* **TO DO**:
Pull every "Duration" line out of the data below.

── MATERIAL FOR THIS EXERCISE ──

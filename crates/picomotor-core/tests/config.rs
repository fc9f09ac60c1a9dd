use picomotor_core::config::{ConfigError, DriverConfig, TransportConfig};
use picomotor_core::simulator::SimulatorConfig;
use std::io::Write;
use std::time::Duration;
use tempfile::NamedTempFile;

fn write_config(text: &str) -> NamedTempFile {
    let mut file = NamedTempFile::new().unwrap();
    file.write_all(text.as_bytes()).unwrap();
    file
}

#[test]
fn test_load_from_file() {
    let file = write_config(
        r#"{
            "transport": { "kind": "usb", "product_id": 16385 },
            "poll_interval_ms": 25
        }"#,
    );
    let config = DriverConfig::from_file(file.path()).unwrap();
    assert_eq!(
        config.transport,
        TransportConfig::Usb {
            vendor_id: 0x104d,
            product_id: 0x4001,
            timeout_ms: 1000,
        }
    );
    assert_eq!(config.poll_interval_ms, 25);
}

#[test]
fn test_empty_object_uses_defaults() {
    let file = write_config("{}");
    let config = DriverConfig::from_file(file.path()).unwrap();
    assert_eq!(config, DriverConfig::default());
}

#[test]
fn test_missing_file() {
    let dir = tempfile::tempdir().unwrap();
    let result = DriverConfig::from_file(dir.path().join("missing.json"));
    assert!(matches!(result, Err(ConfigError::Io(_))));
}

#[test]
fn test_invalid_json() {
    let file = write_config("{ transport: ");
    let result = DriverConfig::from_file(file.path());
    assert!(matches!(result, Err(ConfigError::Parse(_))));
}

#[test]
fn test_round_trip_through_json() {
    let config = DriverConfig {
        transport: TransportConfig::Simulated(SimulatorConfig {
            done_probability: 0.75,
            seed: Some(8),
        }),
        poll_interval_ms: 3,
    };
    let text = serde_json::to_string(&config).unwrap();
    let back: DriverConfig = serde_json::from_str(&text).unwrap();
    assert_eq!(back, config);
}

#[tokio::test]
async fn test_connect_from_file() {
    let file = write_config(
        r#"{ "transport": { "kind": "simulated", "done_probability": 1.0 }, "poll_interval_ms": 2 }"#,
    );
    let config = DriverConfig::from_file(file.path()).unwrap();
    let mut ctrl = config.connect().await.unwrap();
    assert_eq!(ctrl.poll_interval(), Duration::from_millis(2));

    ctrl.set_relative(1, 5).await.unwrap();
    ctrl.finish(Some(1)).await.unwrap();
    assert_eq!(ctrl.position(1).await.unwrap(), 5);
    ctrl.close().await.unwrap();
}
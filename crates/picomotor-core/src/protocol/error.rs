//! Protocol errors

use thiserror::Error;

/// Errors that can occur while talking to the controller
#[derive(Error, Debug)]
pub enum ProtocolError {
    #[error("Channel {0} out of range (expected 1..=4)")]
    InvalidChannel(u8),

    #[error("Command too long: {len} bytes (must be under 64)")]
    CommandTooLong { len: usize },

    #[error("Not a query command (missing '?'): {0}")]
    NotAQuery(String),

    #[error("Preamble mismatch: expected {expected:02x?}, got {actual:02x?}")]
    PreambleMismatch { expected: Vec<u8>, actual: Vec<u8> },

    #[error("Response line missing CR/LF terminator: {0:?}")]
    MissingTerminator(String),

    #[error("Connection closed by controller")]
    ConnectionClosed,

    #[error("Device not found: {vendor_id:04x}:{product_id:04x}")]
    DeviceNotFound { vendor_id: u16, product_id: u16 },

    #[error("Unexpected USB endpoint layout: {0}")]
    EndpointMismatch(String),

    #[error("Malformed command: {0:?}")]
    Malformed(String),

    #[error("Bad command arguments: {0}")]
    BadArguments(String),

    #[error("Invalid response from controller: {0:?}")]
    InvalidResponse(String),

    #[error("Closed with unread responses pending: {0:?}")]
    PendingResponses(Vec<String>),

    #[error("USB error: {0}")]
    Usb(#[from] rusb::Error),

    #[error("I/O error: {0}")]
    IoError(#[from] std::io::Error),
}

───
── MATERIAL FOR THIS EXERCISE ──

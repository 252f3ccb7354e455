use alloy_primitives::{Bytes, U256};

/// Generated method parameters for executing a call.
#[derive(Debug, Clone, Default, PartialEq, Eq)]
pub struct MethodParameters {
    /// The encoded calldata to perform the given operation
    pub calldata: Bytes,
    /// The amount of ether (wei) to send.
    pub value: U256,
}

───

* **SOLUTION TO THE PROBLEM**:
use std::time::Duration;
    assert_eq!(ctrl.poll_interval(), Duration::from_millis(2));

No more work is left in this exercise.